Publié le 17/11/2015 • Par Cédric Néau, Isabelle Raynaud

Jean-Christophe Lagarde (UDI), maire de Drancy où a vécu l’un des terroristes du 13 novembre 2015, exige la fermeture des lieux de prière salafistes. Son collègue de Sevran Stéphane Gatignon (UDE) lui emboîte le pas.

« La situation est difficile » confesse, amer à La Gazette, Jean-Christophe Lagarde, maire (UDI) de Drancy. Pour lui, apprendre que Samy Amimour, un habitant de sa ville, est un des terroristes qui a tué 129 personnes le 13 novembre à Paris et Saint-Denis (93) n’est pas une surprise : « Mon bureau est un vrai confessionnal : nous connaissions le cas de ce garçon par sa mère. Nous avons alerté le préfet, les services de renseignement, mais nous ne pouvons pas aller plus loin », se défend-il.
A Courcouronnes, dans l’Essonne, où a vécu un autre terroriste islamiste, le maire, Stéphane Beaudet (LR), confie : « J’ai bien connu ce jeune. C’était un délinquant. Une petite frappe. Mais comment se rendre compte de sa radicalisation, qui d’ailleurs ne s’est pas faite à Courcouronnes ? Ce genre de travail ne fait pas partie de notre job de maire. »

Ciments de haine
Stéphane Beaudet a cependant identifié par recoupement un homme qui avait fait trois allers-retours en Afghanistan. Il l’a signalé au ministère de l’Intérieur. « Mais je ne sais pas ce qu’il a fait de cette information, car je l’ai recroisé plus tard dans la commune », raconte-t-il. « Notre rôle de maire est de favoriser le vivre ensemble, notamment par un travail colossal d’éducation, d’accompagnement de ces jeunes vers une école ou un boulot, mais je ne peux pas être à la place des parents pour voir ce que fait leur enfant sur le web à trois heures du matin », ajoute Stéphane Beaudet.
A Drancy, la situation apparaît plus claire. « Comme les personnes, les lieux radicalisés sont également connus des services municipaux de Drancy : « Nous ne pouvons toujours pas fermer les mosquées radicalisées, mais j’ai bon espoir que les choses changent », poursuit-il. Le ministre de l’Intérieur Bernard Cazeneuve et le Premier ministre Manuel Valls veulent en effet engager « des démarches en vue de la dissolution des mosquées dans lesquelles des acteurs profèrent la haine ».
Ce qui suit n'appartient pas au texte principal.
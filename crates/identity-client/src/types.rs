//! Auth data types shared across the workspace.

use chrono::{DateTime, Utc};
use serde::{Deserialize, Serialize};

/// Provider id of the platform-native identity (in-process token exchange
/// instead of a browser redirect).
pub const NATIVE_PROVIDER_ID: &str = "apple";

/// User identity attached to a session.
#[derive(Debug, Clone, PartialEq, Eq, Serialize, Deserialize)]
pub struct SessionUser {
    /// User ID from the identity provider
    pub id: String,
    #[serde(default)]
    pub email: Option<String>,
    #[serde(default)]
    pub phone: Option<String>,
}

/// Opaque credential bundle issued by the identity provider.
///
/// Replaced wholesale on every refresh, never mutated field-by-field.
#[derive(Debug, Clone, PartialEq, Eq, Serialize, Deserialize)]
pub struct Session {
    /// Short-lived access token (JWT)
    pub access_token: String,
    /// Long-lived refresh token
    pub refresh_token: String,
    /// When the access token expires (RFC 3339)
    pub expires_at: String,
    /// The authenticated subject
    pub user: SessionUser,
}

impl Session {
    /// Whether the access token has passed its expiry.
    ///
    /// An unparseable expiry counts as expired: better a spurious refresh
    /// than trusting a token of unknown age.
    pub fn is_expired(&self) -> bool {
        match DateTime::parse_from_rfc3339(&self.expires_at) {
            Ok(expires_at) => expires_at <= Utc::now(),
            Err(_) => true,
        }
    }
}

/// Sign-up request parameters.
#[derive(Debug, Clone)]
pub struct SignUpRequest {
    pub email: String,
    pub password: String,
    pub full_name: String,
    pub phone: Option<String>,
    /// Redirect URL for the email confirmation link
    pub redirect_url: String,
}

/// Outcome of a sign-up call.
///
/// `session` is None when the provider requires email verification before
/// issuing tokens.
#[derive(Debug, Clone)]
pub struct SignUpOutcome {
    pub session: Option<Session>,
    pub user_id: Option<String>,
}

/// Where a one-time password is delivered.
#[derive(Debug, Clone, PartialEq, Eq)]
pub enum OtpDestination {
    Email(String),
    Phone(String),
}

impl OtpDestination {
    /// The raw address or number.
    pub fn value(&self) -> &str {
        match self {
            OtpDestination::Email(email) => email,
            OtpDestination::Phone(phone) => phone,
        }
    }
}

/// Application-level OTP purpose, mapped onto the provider's
/// verification-type vocabulary at the adapter boundary.
#[derive(Debug, Clone, Copy, PartialEq, Eq)]
pub enum OtpPurpose {
    Email,
    Sms,
    Signup,
    Reset,
}

impl OtpPurpose {
    /// Map to the provider's verification type.
    ///
    /// Phone destinations always verify as `sms` regardless of purpose.
    pub fn provider_type(&self, destination: &OtpDestination) -> &'static str {
        if matches!(destination, OtpDestination::Phone(_)) {
            return "sms";
        }
        match self {
            OtpPurpose::Reset => "recovery",
            OtpPurpose::Signup => "signup",
            OtpPurpose::Email | OtpPurpose::Sms => "email",
        }
    }
}

/// Onboarding questionnaire answers persisted to the provider's profile
/// record when onboarding completes.
#[derive(Debug, Clone, Default, Serialize, Deserialize)]
pub struct Profile {
    #[serde(skip_serializing_if = "Option::is_none")]
    pub full_name: Option<String>,
    #[serde(skip_serializing_if = "Option::is_none")]
    pub phone: Option<String>,
    #[serde(skip_serializing_if = "Option::is_none")]
    pub date_of_birth: Option<String>,
    #[serde(skip_serializing_if = "Option::is_none")]
    pub height_cm: Option<f64>,
    #[serde(skip_serializing_if = "Option::is_none")]
    pub weight_kg: Option<f64>,
    /// Primary goal (e.g. weight_loss, muscle_gain, general_fitness)
    #[serde(skip_serializing_if = "Option::is_none")]
    pub primary_goal: Option<String>,
    #[serde(skip_serializing_if = "Vec::is_empty", default)]
    pub dietary_preferences: Vec<String>,
    #[serde(skip_serializing_if = "Option::is_none")]
    pub activity_level: Option<String>,
}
Rôle-clé des services publics locaux
« C’est un peu compliqué », nuance Stéphane Gatignon, maire (EELV) de Sevran (93) qui a également identifié sur son territoire un « lieu de prière » problématique. « Je comprends bien le besoin de surveillance pour identifier les personnes radicalisées, mais il faut maintenant le fermer », souhaite ce maire dont l’une des bibliothécaires municipale a été tuée avec sa fille au Bataclan.
Pour Jean-Christophe Lagarde, ces attentats ne vont pourtant pas changer son action : « Tous les jours nous faisons vivre des gens ensemble, nous organisons des passerelles entre eux avec nos services et acteurs sociaux ainsi que les associations que nous soutenons. »
Pour Stéphane Baudet, le sursaut passe par les écoles, dans les centres de loisirs. « Mais il faut se réinterroger sur l’idéal français ? Plus que la laïcité, c’est la liberté. »

Budgets en berne
Anne-Brigitte Cosson, présidente de l’Association nationale des assistants de service social (ANAS) se fait plus précise. « Les budgets sont coupés, des équipes démantelées partout en France », constate-t-elle. « Or, il n’y a pas de miracles face à la radicalisation. Il faut être présent, renouveler le lien social dans les lieux où, peut-être il n’y en a plus. Il faut un maillage du territoire et c’est là qu’il y a un déficit. »
A défaut de budgets supplémentaires, les mairies veulent insister sur les valeurs de la république et notamment le principe de laïcité : « Ce concept unique au monde n’est pas simple à faire comprendre à des gens qui viennent du Mali, d’Inde ou du Congo », souligne le maire de Drancy.
La charte éditée par l’Etat est expliquée en cours d’alphabétisation et elle est imposée aux agents du service public : « Il y a deux ans indique Jean-Christophe Lagarde, nous avons cessé de travailler avec une association qui n’avait pas exclu deux jeunes filles voilées du service civique. »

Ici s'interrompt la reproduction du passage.